Stored data entries
□ □ □ □ □
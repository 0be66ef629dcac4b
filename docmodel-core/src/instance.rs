//! Instances of a model: one document's field values plus its lifecycle.
//!
//! ```text
//! Unpersisted --save--> Persisted --delete--> Deleted
//!                          |  ^
//!                          save/update
//! ```
//!
//! A deleted instance refuses every further operation with
//! [`ModelError::Deleted`].

use bson::{Bson, Document, Uuid, de::deserialize_from_bson};
use serde::de::DeserializeOwned;
use tracing::{debug, info};

use crate::{
    backend::UpdateOutcome,
    document::{DocumentExt, ID_FIELD, from_document},
    error::{ModelError, ModelResult, SchemaError},
    model::Model,
    query::Filter,
};

#[derive(Debug, Clone, Copy, PartialEq, Eq)]
pub enum InstanceState {
    /// Never written to the store.
    Unpersisted,
    /// Has an identity in the store.
    Persisted,
    /// Removed through [`ModelInstance::delete`].
    Deleted,
}

#[derive(Debug, Clone)]
pub struct ModelInstance {
    model: Model,
    identity: Option<Uuid>,
    values: Document,
    state: InstanceState,
}

impl ModelInstance {
    /// Validates `values` against the model and builds an instance from them.
    ///
    /// Declared fields missing from `values` are set to null. A UUID `_id` makes
    /// the instance persisted.
    ///
    /// # Errors
    ///
    /// Returns [`ModelError::Schema`] for an undeclared key and
    /// [`ModelError::Store`] for an `_id` that is not a UUID.
    pub(crate) fn new(model: Model, values: Document) -> ModelResult<Self> {
        model.schema().check_keys(&values)?;

        let identity = values.identity()?;
        let state = match identity {
            Some(_) => InstanceState::Persisted,
            None => InstanceState::Unpersisted,
        };
        let values = model.schema().normalize(&values);

        Ok(Self {
            model,
            identity,
            values,
            state,
        })
    }

    pub(crate) fn persisted(model: Model, identity: Uuid, values: Document) -> Self {
        Self {
            model,
            identity: Some(identity),
            values,
            state: InstanceState::Persisted,
        }
    }

    pub fn model(&self) -> &Model {
        &self.model
    }

    pub fn identity(&self) -> Option<Uuid> {
        self.identity
    }

    pub fn state(&self) -> InstanceState {
        self.state
    }

    /// Declared fields and their current values, without `_id`.
    pub fn values(&self) -> &Document {
        &self.values
    }

    pub fn get(&self, field: &str) -> Option<&Bson> {
        self.values.get(field)
    }

    /// Reads a field as a typed value. Null reads as `None`.
    pub fn get_as<T: DeserializeOwned>(&self, field: &str) -> ModelResult<Option<T>> {
        match self.values.get(field) {
            None | Some(Bson::Null) => Ok(None),
            Some(value) => Ok(Some(deserialize_from_bson(value.clone())?)),
        }
    }

    /// Changes a field locally. Nothing is written until [`ModelInstance::save`].
    pub fn set(&mut self, field: &str, value: impl Into<Bson>) -> ModelResult<()> {
        self.ensure_live()?;

        if self.model.schema().field(field).is_none() {
            return Err(SchemaError::UnknownField(
                field.to_string(),
                self.model.schema().collection().to_string(),
            )
            .into());
        }

        self.values.insert(field, value.into());
        Ok(())
    }

    /// The instance as a document, `_id` first when there is one.
    pub fn to_document(&self) -> Document {
        self.identity
            .map(|id| (ID_FIELD.to_string(), Bson::from(id)))
            .into_iter()
            .chain(self.values.clone())
            .collect()
    }

    /// Deserializes the instance, `_id` included, into a typed value.
    pub fn deserialize<T: DeserializeOwned>(&self) -> ModelResult<T> {
        Ok(from_document(self.to_document())?)
    }

    /// Writes the instance.
    ///
    /// An unpersisted instance is created and takes the new identity. A
    /// persisted one has all of its values written back to its document.
    ///
    /// # Errors
    ///
    /// - [`ModelError::DuplicateValue`] if a unique value is held by another document.
    /// - [`ModelError::NotFound`] if the instance's document no longer exists.
    /// - [`ModelError::Deleted`] after [`ModelInstance::delete`].
    pub async fn save(&mut self) -> ModelResult<()> {
        self.ensure_live()?;

        match self.identity {
            None => {
                let created = self.model.create(self.values.clone()).await?;
                self.identity = created.identity;
                self.values = created.values;
                self.state = InstanceState::Persisted;
            }
            Some(id) => {
                let outcome = self
                    .model
                    .update_one(&Filter::id(id), self.values.clone())
                    .await?;

                if outcome.matched == 0 {
                    return Err(self.not_found(id));
                }
                debug!(model = self.model.name(), %id, "instance saved");
            }
        }

        Ok(())
    }

    /// Sets `values` on the instance's document, then on the instance itself.
    ///
    /// # Errors
    ///
    /// - [`ModelError::Schema`] for a key the model does not declare, `_id` included.
    /// - [`ModelError::NotFound`] if the instance has no document in the store.
    /// - [`ModelError::DuplicateValue`] if a unique value is held by another document.
    pub async fn update(&mut self, values: Document) -> ModelResult<UpdateOutcome> {
        self.ensure_live()?;
        self.model.schema().check_fields(&values)?;

        let Some(id) = self.identity else {
            return Err(ModelError::NotFound(format!(
                "unsaved instance of {} has no document",
                self.model.name()
            )));
        };

        if self.model.read_one(&Filter::id(id)).await?.is_none() {
            return Err(self.not_found(id));
        }

        let outcome = self.model.update_one(&Filter::id(id), values.clone()).await?;
        for (field, value) in values {
            self.values.insert(field, value);
        }

        Ok(outcome)
    }

    /// Deletes the document holding exactly this instance's identity and values.
    ///
    /// A persisted instance is unusable afterwards, whether or not a document
    /// was found.
    ///
    /// # Errors
    ///
    /// Returns [`ModelError::NotFound`] if no such document exists, for example
    /// because it was changed in the store since the instance was read.
    pub async fn delete(&mut self) -> ModelResult<()> {
        self.ensure_live()?;

        let Some(id) = self.identity else {
            return Err(ModelError::NotFound(format!(
                "unsaved instance of {} has no document",
                self.model.name()
            )));
        };

        let filter = Filter::id(id).and(Filter::matching(&self.values));
        let deleted = self.model.destroy(&filter).await?;
        self.state = InstanceState::Deleted;

        if deleted == 0 {
            return Err(self.not_found(id));
        }

        info!(model = self.model.name(), %id, "instance deleted");
        Ok(())
    }

    fn ensure_live(&self) -> ModelResult<()> {
        match self.state {
            InstanceState::Deleted => Err(ModelError::Deleted),
            _ => Ok(()),
        }
    }

    fn not_found(&self, id: Uuid) -> ModelError {
        ModelError::NotFound(format!(
            "document {id} in collection {}",
            self.model.schema().collection()
        ))
    }
}
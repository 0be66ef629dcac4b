//! In-memory document storage backend for docmodel.
//!
//! This crate provides a thread-safe, in-memory implementation of the `StoreBackend` trait.
//! It uses async-aware read-write locks for concurrent access and is meant for
//! development and testing.
//!
//! # Features
//!
//! - **Thread-safe access** - Concurrent reads and writes using async-aware RwLock
//! - **Identity enforcement** - Inserts with an existing `_id` are refused atomically
//! - **Full filter support** - Every filter expression is evaluated in process
//!
//! # Quick Start
//!
//! ```ignore
//! use docmodel::{model::Model, schema::Schema, store::StoreHandle, memory::InMemoryStore};
//! use bson::doc;
//!
//! #[tokio::main]
//! async fn main() -> Result<(), Box<dyn std::error::Error>> {
//!     let store = StoreHandle::bind("Example", InMemoryStore::new()).await?;
//!     let schema = Schema::builder("example").field("foo").unique_field("bar").build()?;
//!     let model = Model::new("Example", schema, store);
//!
//!     model.create(doc! { "foo": "Foo", "bar": "Bar1" }).await?;
//!
//!     Ok(())
//! }
//! ```

#[allow(unused_extern_crates)]
extern crate self as docmodel_memory;

pub mod store;
mod evaluator;

pub use store::{InMemoryStore, InMemoryStoreBuilder, SnapshotCursor};
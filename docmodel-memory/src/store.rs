//! In-memory storage implementation for document stores.
//!
//! Collections are vectors of BSON documents in insertion order, guarded by a
//! single async-aware read-write lock. Every write takes the lock exclusively, so
//! the `_id` check and the insert of [`StoreBackend::insert_one`] form one step.

use std::{collections::HashMap, sync::Arc, vec};
use async_trait::async_trait;
use mea::rwlock::RwLock;
use bson::{Bson, Document, Uuid};
use tracing::trace;

use docmodel_core::{
    backend::{BoxedCursor, DocumentCursor, StoreBackend, StoreBackendBuilder, UpdateOutcome},
    document::ID_FIELD,
    error::{DocumentStoreError, DocumentStoreResult},
    query::Expr,
};

use crate::evaluator::{DocumentEvaluator, double_is_integer};

type StoreMap = HashMap<String, Vec<Document>>;


/// Thread-safe in-memory document storage backend.
///
/// # Thread Safety
///
/// `InMemoryStore` is cloneable and uses an `Arc`-wrapped internal state, allowing
/// it to be safely shared across async tasks. Multiple clones of the same instance
/// share the same underlying data.
///
/// # Performance
///
/// Every lookup scans the collection. Meant for tests and small data sets.
///
/// # Example
///
/// ```ignore
/// use docmodel_memory::InMemoryStore;
/// use docmodel_core::{backend::StoreBackend, query::Filter};
/// use bson::doc;
///
/// let store = InMemoryStore::new();
/// let id = store.insert_one("users", doc! { "name": "Alice" }).await?;
/// let alice = store.find_one("users", &Filter::eq("_id", id)).await?;
/// ```
#[derive(Default, Clone, Debug)]
pub struct InMemoryStore {
    /// collection name -> documents in insertion order
    store: Arc<RwLock<StoreMap>>,
}

impl InMemoryStore {
    /// Creates a new empty in-memory document store.
    pub fn new() -> Self {
        Self {
            store: Arc::new(RwLock::new(StoreMap::new())),
        }
    }

    pub fn builder() -> InMemoryStoreBuilder {
        InMemoryStoreBuilder::default()
    }

    /// Names of every collection that has received a document.
    pub async fn collection_names(&self) -> Vec<String> {
        let mut names = self.store
            .read()
            .await
            .keys()
            .cloned()
            .collect::<Vec<_>>();

        names.sort();
        names
    }

    /// Number of documents in `collection`.
    pub async fn count(&self, collection: &str) -> usize {
        self.store
            .read()
            .await
            .get(collection)
            .map_or(0, Vec::len)
    }
}

fn is_match(document: &Document, filter: &Expr) -> DocumentStoreResult<bool> {
    DocumentEvaluator::new(document).evaluate(filter)
}

/// Whether two `_id` values name the same document, following a unique index:
/// numbers compare by value across widths, NaN equals NaN, arrays and
/// documents compare element by element in order, and every other value must
/// be identical.
fn same_identity(left: &Bson, right: &Bson) -> bool {
    match (left, right) {
        (Bson::Double(a), Bson::Double(b)) => a == b || (a.is_nan() && b.is_nan()),
        (Bson::Double(double), other) | (other, Bson::Double(double)) => {
            integer_of(other).is_some_and(|int| double_is_integer(*double, int))
        }
        (Bson::Int32(_) | Bson::Int64(_), Bson::Int32(_) | Bson::Int64(_)) => {
            integer_of(left) == integer_of(right)
        }
        (Bson::Array(a), Bson::Array(b)) => {
            a.len() == b.len() && a.iter().zip(b).all(|(a, b)| same_identity(a, b))
        }
        (Bson::Document(a), Bson::Document(b)) => {
            a.len() == b.len()
                && a.iter()
                    .zip(b)
                    .all(|((ka, va), (kb, vb))| ka == kb && same_identity(va, vb))
        }
        _ => left == right,
    }
}

fn integer_of(value: &Bson) -> Option<i64> {
    match value {
        Bson::Int32(int) => Some(i64::from(*int)),
        Bson::Int64(int) => Some(*int),
        _ => None,
    }
}

/// Writes `set` into `document`. Returns whether anything changed.
fn apply_set(document: &mut Document, set: &Document) -> bool {
    let mut changed = false;

    for (field, value) in set {
        if document.get(field) != Some(value) {
            document.insert(field.clone(), value.clone());
            changed = true;
        }
    }

    changed
}


#[async_trait]
impl StoreBackend for InMemoryStore {
    async fn ping(&self) -> DocumentStoreResult<()> {
        Ok(())
    }

    async fn insert_one(&self, collection: &str, document: Document) -> DocumentStoreResult<Bson> {
        let id = match document.get(ID_FIELD) {
            Some(id) => id.clone(),
            None => Bson::from(Uuid::new()),
        };

        let mut store = self.store.write().await;
        let documents = store
            .entry(collection.to_string())
            .or_default();

        let taken = documents.iter().any(|existing| {
            existing
                .get(ID_FIELD)
                .is_some_and(|existing| same_identity(existing, &id))
        });

        if taken {
            trace!(collection, %id, "duplicate _id rejected");
            return Err(DocumentStoreError::DocumentAlreadyExists(id.to_string(), collection.to_string()));
        }

        let document = std::iter::once((ID_FIELD.to_string(), id.clone()))
            .chain(document.into_iter().filter(|(key, _)| key != ID_FIELD))
            .collect::<Document>();
        documents.push(document);

        Ok(id)
    }

    async fn find_one(&self, collection: &str, filter: &Expr) -> DocumentStoreResult<Option<Document>> {
        let store = self.store.read().await;
        let Some(documents) = store.get(collection) else {
            return Ok(None);
        };

        for document in documents {
            if is_match(document, filter)? {
                return Ok(Some(document.clone()));
            }
        }

        Ok(None)
    }

    async fn find(&self, collection: &str, filter: &Expr) -> DocumentStoreResult<BoxedCursor> {
        let store = self.store.read().await;
        let matched = match store.get(collection) {
            Some(documents) => DocumentEvaluator::filter_documents(documents, filter)?,
            None => Vec::new(),
        };

        Ok(Box::new(SnapshotCursor::new(matched)))
    }

    async fn update_one(&self, collection: &str, filter: &Expr, set: Document) -> DocumentStoreResult<UpdateOutcome> {
        let mut store = self.store.write().await;
        let Some(documents) = store.get_mut(collection) else {
            return Ok(UpdateOutcome::default());
        };

        for document in documents.iter_mut() {
            if is_match(document, filter)? {
                let modified = apply_set(document, &set);

                return Ok(UpdateOutcome { matched: 1, modified: modified as u64 });
            }
        }

        Ok(UpdateOutcome::default())
    }

    async fn update_many(&self, collection: &str, filter: &Expr, set: Document) -> DocumentStoreResult<UpdateOutcome> {
        let mut store = self.store.write().await;
        let Some(documents) = store.get_mut(collection) else {
            return Ok(UpdateOutcome::default());
        };

        let mut outcome = UpdateOutcome::default();

        for document in documents.iter_mut() {
            if is_match(document, filter)? {
                outcome.matched += 1;

                if apply_set(document, &set) {
                    outcome.modified += 1;
                }
            }
        }

        Ok(outcome)
    }

    async fn delete_one(&self, collection: &str, filter: &Expr) -> DocumentStoreResult<u64> {
        let mut store = self.store.write().await;
        let Some(documents) = store.get_mut(collection) else {
            return Ok(0);
        };

        for position in 0..documents.len() {
            if is_match(&documents[position], filter)? {
                documents.remove(position);
                return Ok(1);
            }
        }

        Ok(0)
    }

    async fn delete_many(&self, collection: &str, filter: &Expr) -> DocumentStoreResult<u64> {
        let mut store = self.store.write().await;
        let Some(documents) = store.get_mut(collection) else {
            return Ok(0);
        };

        let doomed = documents
            .iter()
            .map(|document| is_match(document, filter))
            .collect::<DocumentStoreResult<Vec<_>>>()?;

        let before = documents.len();
        let mut doomed = doomed.into_iter();
        documents.retain(|_| !doomed.next().unwrap_or(false));

        Ok((before - documents.len()) as u64)
    }
}


/// Cursor over a copy of the matches taken when the cursor was opened.
#[derive(Debug)]
pub struct SnapshotCursor {
    documents: vec::IntoIter<Document>,
}

impl SnapshotCursor {
    fn new(documents: Vec<Document>) -> Self {
        Self { documents: documents.into_iter() }
    }
}

#[async_trait]
impl DocumentCursor for SnapshotCursor {
    async fn next_batch(&mut self, size: usize) -> DocumentStoreResult<Vec<Document>> {
        Ok(self.documents.by_ref().take(size).collect())
    }
}


/// Builder for constructing [`InMemoryStore`] instances.
///
/// ```ignore
/// use docmodel_memory::InMemoryStore;
/// use docmodel_core::backend::StoreBackendBuilder;
///
/// let store = InMemoryStore::builder().build().await?;
/// ```
#[derive(Default)]
pub struct InMemoryStoreBuilder;

#[async_trait]
impl StoreBackendBuilder for InMemoryStoreBuilder {
    type Backend = InMemoryStore;

    /// Always succeeds with an empty store.
    async fn build(self) -> DocumentStoreResult<Self::Backend> {
        Ok(InMemoryStore::new())
    }
}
□ □ □ □ □
## Task to complete
Those lines of the records that contain the string "right" should be identified and copied.

## Response to this task
fn same_identity(left: &Bson, right: &Bson) -> bool {
    match (left, right) {
            integer_of(left) == integer_of(right)
        _ => left == right,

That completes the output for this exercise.